LINDA WHEELER TARPEH-DOE, et al., Plaintiffs,
v.
UNITED STATES OF AMERICA, et al., Defendants


Louis F. Oberdorfer, United States District Judge.


The opinion of the court was delivered by: OBERDORFER

LOUIS F. OBERDORFER, UNITED STATES DISTRICT JUDGE.

 This case involves the claim of Linda Wheeler Tarpeh-Doe, employed by the Agency for International Development ("AID"), and her infant daughter. The mother was assigned in 1981 to the U.S. Embassy in Monrovia, Liberia, married Nyenpan Tarpeh-Doe, and on May 18, 1982, gave birth in a clinic in Monrovia to Nyenpan Tarpeh-Doe II, the minor plaintiff in this action. On the morning of June 5, 1982, the baby "became rigid," Second Amended Complaint at para. 5, and his mother brought him immediately to embassy physicians. Following examination, an embassy physician informed plaintiff that the baby would be medically evacuated to the United States that night. Later in the morning, however, an American missionary physician conducted a further examination, ordered the baby transferred to a Liberian hospital, over the objection of plaintiff, and withdrew the approval to evacuate the baby. Plaintiff continued to demand evacuation, as originally recommended. The baby's condition remained unimproved, and on June 17, 1982, evacuation was finally effected.

 In a United States hospital, the baby's illness was correctly diagnosed, and treatment undertaken. The child is presently institutionalized in Denver, Colorado; he is blind, and may suffer permanent brain damage. Plaintiff claims that she was never informed of the practice for State Department and AID employees to be permitted to deliver their babies in the United States, an option which she would have chosen had she known of its existence.

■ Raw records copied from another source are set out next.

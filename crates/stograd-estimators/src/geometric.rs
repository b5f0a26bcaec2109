//! Geometric sampling with a weighted-jump gradient.
//!
//! The geometric distribution here counts trials until the first success,
//! supported on {1, 2, ...}. Sampling uses the inverse-CDF transform
//! `ceil(log(1 - u) / log(1 - p))`.

use burn::tensor::backend::Backend;
use burn::tensor::Tensor;
use stograd_core::config::GEOMETRIC_CLAMP;

use crate::rng::{uniform_open, DrawKey};
use crate::sampler::AbstractSurrogateSampler;

/// State threaded from a Geometric `sample` to its `estimate_gradient`.
pub struct GeometricContext<B: Backend, const D: usize> {
    /// Realized stopping times, positive integers stored as floats.
    pub sample: Tensor<B, D>,
    /// Success probabilities AFTER clamping; the backward pass divides by
    /// these and by their complement.
    pub probs: Tensor<B, D>,
}

/// Geometric operator with the weighted-jump gradient.
///
/// Treats the draw as a sequence of Bernoulli trials; the surrogate weight
/// reflects how the stopping time responds to the trial probability. The
/// probability is clamped into [`GEOMETRIC_CLAMP`] before sampling, and the
/// clamped value is what the context saves.
pub struct GeometricJump<B: Backend, const D: usize> {
    pub probs: Tensor<B, D>,
}

impl<B: Backend, const D: usize> GeometricJump<B, D> {
    pub fn new(probs: Tensor<B, D>) -> Self {
        Self { probs }
    }
}

impl<B: Backend, const D: usize> AbstractSurrogateSampler<B, D> for GeometricJump<B, D> {
    type Context = GeometricContext<B, D>;

    fn sample(&self, key: DrawKey, device: &B::Device) -> (Tensor<B, D>, Self::Context) {
        let probs = self
            .probs
            .clone()
            .clamp(GEOMETRIC_CLAMP.lo, GEOMETRIC_CLAMP.hi);

        let uniform = uniform_open::<B, D>(key, probs.dims(), device);

        // Inverse CDF; u interior to (0, 1) keeps the ratio positive, so
        // the ceiling lands on {1, 2, ...}.
        let sample = ((uniform.neg() + 1.0).log() / (probs.clone().neg() + 1.0).log()).ceil();

        let context = GeometricContext {
            sample: sample.clone(),
            probs,
        };
        (sample, context)
    }

    fn estimate_gradient(
        &self,
        context: Self::Context,
        grad_output: Tensor<B, D>,
    ) -> Tensor<B, D> {
        let GeometricContext { sample, probs } = context;

        let up = probs.clone().recip();
        let down = (sample.clone() - 1.0) / (probs.neg() + 1.0);

        // A stopping time of 1 has no shorter neighbour to jump down to.
        let up = up.mask_fill(sample.clone().lower_equal_elem(0.0), 0.0);
        let down = down.mask_fill(sample.lower_equal_elem(1.0), 0.0);

        grad_output * ((up + down) * 0.5)
    }
}

#[cfg(test)]
mod tests {
    use super::*;
    use stograd_core::backend::{init_device, CpuBackend};

    fn tensor_1d(data: &[f32]) -> Tensor<CpuBackend, 1> {
        Tensor::from_floats(data, &init_device())
    }

    #[test]
    fn test_forward_outputs_are_positive_integers() {
        let device = init_device();
        let op = GeometricJump::new(tensor_1d(&[0.3; 64]));

        let (sample, _context) = op.sample(DrawKey::new(17), &device);
        let data: Vec<f32> = sample.into_data().to_vec().expect("read sample");

        for &s in &data {
            assert!(s >= 1.0, "Stopping time {} should be at least 1", s);
            assert_eq!(s.fract(), 0.0, "Stopping time {} should be integral", s);
        }
    }

    #[test]
    fn test_clamp_keeps_backward_finite() {
        // p = 0 and p = 1 are clamped before the context is saved, so the
        // backward pass divides by interior values only.
        let device = init_device();
        let op = GeometricJump::new(tensor_1d(&[0.0, 1.0]));

        let (sample, context) = op.sample(DrawKey::new(17), &device);
        let grad = op.estimate_gradient(context, sample.ones_like());
        let data: Vec<f32> = grad.into_data().to_vec().expect("read grad");

        for &g in &data {
            assert!(g.is_finite(), "Gradient {} should be finite", g);
        }
    }

    #[test]
    fn test_clamped_probs_are_saved() {
        let device = init_device();
        let op = GeometricJump::new(tensor_1d(&[0.0, 0.5, 1.0]));

        let (_sample, context) = op.sample(DrawKey::new(3), &device);
        let saved: Vec<f32> = context.probs.into_data().to_vec().expect("read probs");

        assert_eq!(saved[0], GEOMETRIC_CLAMP.lo);
        assert_eq!(saved[1], 0.5);
        assert_eq!(saved[2], GEOMETRIC_CLAMP.hi);
    }

    #[test]
    fn test_jump_weight_interior_sample() {
        // p = 0.2, forced sample = 3: (1/0.2)/2 + (2/0.8)/2 = 2.5 + 1.25
        let op = GeometricJump::new(tensor_1d(&[0.2]));
        let context = GeometricContext {
            sample: tensor_1d(&[3.0]),
            probs: tensor_1d(&[0.2]),
        };

        let grad = op.estimate_gradient(context, tensor_1d(&[1.0]));
        let data: Vec<f32> = grad.into_data().to_vec().expect("read grad");

        assert!(
            (data[0] - 3.75).abs() < 1e-5,
            "Expected 3.75, got {}",
            data[0]
        );
    }

    #[test]
    fn test_jump_weight_at_minimum_sample() {
        // sample = 1 excludes the downward term: only (1/p)/2 remains.
        let op = GeometricJump::new(tensor_1d(&[0.2]));
        let context = GeometricContext {
            sample: tensor_1d(&[1.0]),
            probs: tensor_1d(&[0.2]),
        };

        let grad = op.estimate_gradient(context, tensor_1d(&[1.0]));
        let data: Vec<f32> = grad.into_data().to_vec().expect("read grad");

        assert!(
            (data[0] - 2.5).abs() < 1e-5,
            "Expected (1/0.2)/2 = 2.5, got {}",
            data[0]
        );
    }
}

 On January 31, 1984, plaintiffs filed an administrative claim with the Department of State for damages and injury. Upon its denial, they filed an action here against the United States and the Secretary of State for negligence and for denial of due process. Now before the court is plaintiffs' claim that the procedure followed by defendant in reviewing plaintiffs' out-of-country claims violates even minimal due process requirements.

 Plaintiffs' motion supports the observation of the December 22 Memorandum with tangential, but persuasive, authority. In Greene v. McElroy, 360 U.S. 474, 3 L. Ed. 2d 1377, 79 S. Ct. 1400 (1959), the Supreme Court invalidated a Defense Department order debarring an employee from access to classified information without a hearing at which he would be afforded an opportunity to confront and cross-examine witnesses. The Court ruled that neither Congress nor the President had delegated to the Defense Department the authority to deny petitioner "these traditional and well recognized rights." The Court described these rights with emphasis:

 
Certain principles have remained relatively immutable in our jurisprudence. One of these is that where governmental action seriously injures an individual, and the reasonableness of the action depends on fact findings, the evidence used to prove the Government's case must be disclosed to the individual so that he has an opportunity to show that it is untrue. . . .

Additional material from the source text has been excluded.